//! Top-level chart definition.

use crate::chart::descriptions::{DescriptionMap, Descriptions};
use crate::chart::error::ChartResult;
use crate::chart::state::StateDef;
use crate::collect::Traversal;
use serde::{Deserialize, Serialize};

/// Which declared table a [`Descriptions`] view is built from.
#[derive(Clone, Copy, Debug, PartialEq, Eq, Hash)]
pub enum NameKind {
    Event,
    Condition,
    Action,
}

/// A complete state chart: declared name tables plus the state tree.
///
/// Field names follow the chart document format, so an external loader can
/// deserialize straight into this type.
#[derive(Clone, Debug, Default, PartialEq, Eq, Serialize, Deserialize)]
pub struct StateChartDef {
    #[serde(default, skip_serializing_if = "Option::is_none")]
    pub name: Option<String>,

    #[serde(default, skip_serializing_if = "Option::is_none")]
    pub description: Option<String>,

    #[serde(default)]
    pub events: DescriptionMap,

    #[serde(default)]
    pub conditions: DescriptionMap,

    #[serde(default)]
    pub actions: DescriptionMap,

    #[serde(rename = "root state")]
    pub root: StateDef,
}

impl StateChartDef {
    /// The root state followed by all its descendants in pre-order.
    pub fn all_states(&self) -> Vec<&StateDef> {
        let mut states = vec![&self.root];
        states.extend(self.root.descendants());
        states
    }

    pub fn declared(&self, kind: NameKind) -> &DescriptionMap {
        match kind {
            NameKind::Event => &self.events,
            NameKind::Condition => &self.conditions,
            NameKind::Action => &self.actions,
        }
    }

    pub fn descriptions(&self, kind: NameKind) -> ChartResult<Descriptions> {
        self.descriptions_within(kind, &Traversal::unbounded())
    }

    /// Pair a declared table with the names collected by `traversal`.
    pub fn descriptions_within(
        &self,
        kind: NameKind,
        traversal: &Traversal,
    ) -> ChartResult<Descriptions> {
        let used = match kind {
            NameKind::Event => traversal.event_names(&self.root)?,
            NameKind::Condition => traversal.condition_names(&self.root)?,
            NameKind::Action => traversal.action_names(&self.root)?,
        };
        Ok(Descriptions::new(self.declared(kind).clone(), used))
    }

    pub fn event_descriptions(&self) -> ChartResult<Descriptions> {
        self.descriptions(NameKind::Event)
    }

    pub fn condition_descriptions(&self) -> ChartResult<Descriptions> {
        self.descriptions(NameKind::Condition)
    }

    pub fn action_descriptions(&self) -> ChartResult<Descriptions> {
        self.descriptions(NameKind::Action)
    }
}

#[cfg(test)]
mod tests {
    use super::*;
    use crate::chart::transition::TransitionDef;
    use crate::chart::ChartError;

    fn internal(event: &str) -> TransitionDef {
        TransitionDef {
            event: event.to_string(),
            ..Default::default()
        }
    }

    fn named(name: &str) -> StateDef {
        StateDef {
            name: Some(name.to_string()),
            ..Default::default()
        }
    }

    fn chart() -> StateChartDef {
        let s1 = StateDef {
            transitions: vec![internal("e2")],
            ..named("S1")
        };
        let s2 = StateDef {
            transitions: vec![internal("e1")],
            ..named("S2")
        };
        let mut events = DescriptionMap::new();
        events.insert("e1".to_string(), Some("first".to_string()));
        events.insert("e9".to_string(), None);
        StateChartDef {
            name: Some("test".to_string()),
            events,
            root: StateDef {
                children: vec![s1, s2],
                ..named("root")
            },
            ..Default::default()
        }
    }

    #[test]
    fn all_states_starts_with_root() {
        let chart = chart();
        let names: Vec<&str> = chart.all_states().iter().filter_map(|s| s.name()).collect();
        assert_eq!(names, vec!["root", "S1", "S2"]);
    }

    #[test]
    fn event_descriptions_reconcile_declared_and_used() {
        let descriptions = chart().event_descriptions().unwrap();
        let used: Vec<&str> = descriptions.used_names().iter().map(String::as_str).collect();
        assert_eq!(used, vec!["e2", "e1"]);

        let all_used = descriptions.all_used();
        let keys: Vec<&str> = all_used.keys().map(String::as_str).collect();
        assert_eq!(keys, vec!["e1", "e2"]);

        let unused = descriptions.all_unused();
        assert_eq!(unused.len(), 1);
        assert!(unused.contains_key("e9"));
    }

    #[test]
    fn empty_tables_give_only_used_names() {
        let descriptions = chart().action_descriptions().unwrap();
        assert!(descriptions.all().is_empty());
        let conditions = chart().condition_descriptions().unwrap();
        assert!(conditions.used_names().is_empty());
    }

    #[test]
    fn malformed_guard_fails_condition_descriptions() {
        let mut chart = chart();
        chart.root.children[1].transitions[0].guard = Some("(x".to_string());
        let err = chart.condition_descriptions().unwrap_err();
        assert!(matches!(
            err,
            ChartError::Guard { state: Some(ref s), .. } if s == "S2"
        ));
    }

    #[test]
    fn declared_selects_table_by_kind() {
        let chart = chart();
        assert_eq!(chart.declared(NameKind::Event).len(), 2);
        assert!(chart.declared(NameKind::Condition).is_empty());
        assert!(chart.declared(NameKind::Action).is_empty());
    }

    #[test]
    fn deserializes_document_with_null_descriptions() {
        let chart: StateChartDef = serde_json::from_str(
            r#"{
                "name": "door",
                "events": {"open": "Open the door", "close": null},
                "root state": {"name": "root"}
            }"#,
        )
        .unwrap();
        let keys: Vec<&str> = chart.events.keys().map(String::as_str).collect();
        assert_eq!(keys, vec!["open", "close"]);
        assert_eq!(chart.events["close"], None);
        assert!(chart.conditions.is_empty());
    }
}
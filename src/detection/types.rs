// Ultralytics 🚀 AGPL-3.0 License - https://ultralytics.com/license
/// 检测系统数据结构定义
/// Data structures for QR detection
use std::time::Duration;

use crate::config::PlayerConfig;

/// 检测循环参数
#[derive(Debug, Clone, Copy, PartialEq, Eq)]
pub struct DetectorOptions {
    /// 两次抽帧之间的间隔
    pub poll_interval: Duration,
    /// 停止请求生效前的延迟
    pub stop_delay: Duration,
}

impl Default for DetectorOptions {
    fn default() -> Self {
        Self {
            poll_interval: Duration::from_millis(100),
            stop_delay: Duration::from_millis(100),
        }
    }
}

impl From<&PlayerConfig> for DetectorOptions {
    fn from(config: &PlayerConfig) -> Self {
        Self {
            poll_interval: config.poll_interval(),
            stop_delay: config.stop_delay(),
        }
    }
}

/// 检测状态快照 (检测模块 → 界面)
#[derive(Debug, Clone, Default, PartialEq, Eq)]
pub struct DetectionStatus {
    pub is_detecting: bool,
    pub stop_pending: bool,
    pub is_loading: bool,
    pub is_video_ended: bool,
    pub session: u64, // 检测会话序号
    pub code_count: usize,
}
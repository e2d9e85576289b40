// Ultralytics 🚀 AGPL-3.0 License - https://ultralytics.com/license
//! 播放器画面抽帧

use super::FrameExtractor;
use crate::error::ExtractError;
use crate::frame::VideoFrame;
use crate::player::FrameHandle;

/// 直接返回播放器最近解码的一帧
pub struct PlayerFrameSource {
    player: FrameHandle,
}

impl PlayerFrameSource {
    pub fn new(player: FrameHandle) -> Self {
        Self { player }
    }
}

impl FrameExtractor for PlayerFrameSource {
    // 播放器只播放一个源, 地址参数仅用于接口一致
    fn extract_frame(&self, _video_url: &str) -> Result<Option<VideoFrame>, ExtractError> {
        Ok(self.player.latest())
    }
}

◆ **Work item**: In the data above, which lines include "ChartResult"? Return those lines.

◆ **Result for this task**:
use crate::chart::error::ChartResult;
    pub fn descriptions(&self, kind: NameKind) -> ChartResult<Descriptions> {
    ) -> ChartResult<Descriptions> {
    pub fn event_descriptions(&self) -> ChartResult<Descriptions> {
    pub fn condition_descriptions(&self) -> ChartResult<Descriptions> {
    pub fn action_descriptions(&self) -> ChartResult<Descriptions> {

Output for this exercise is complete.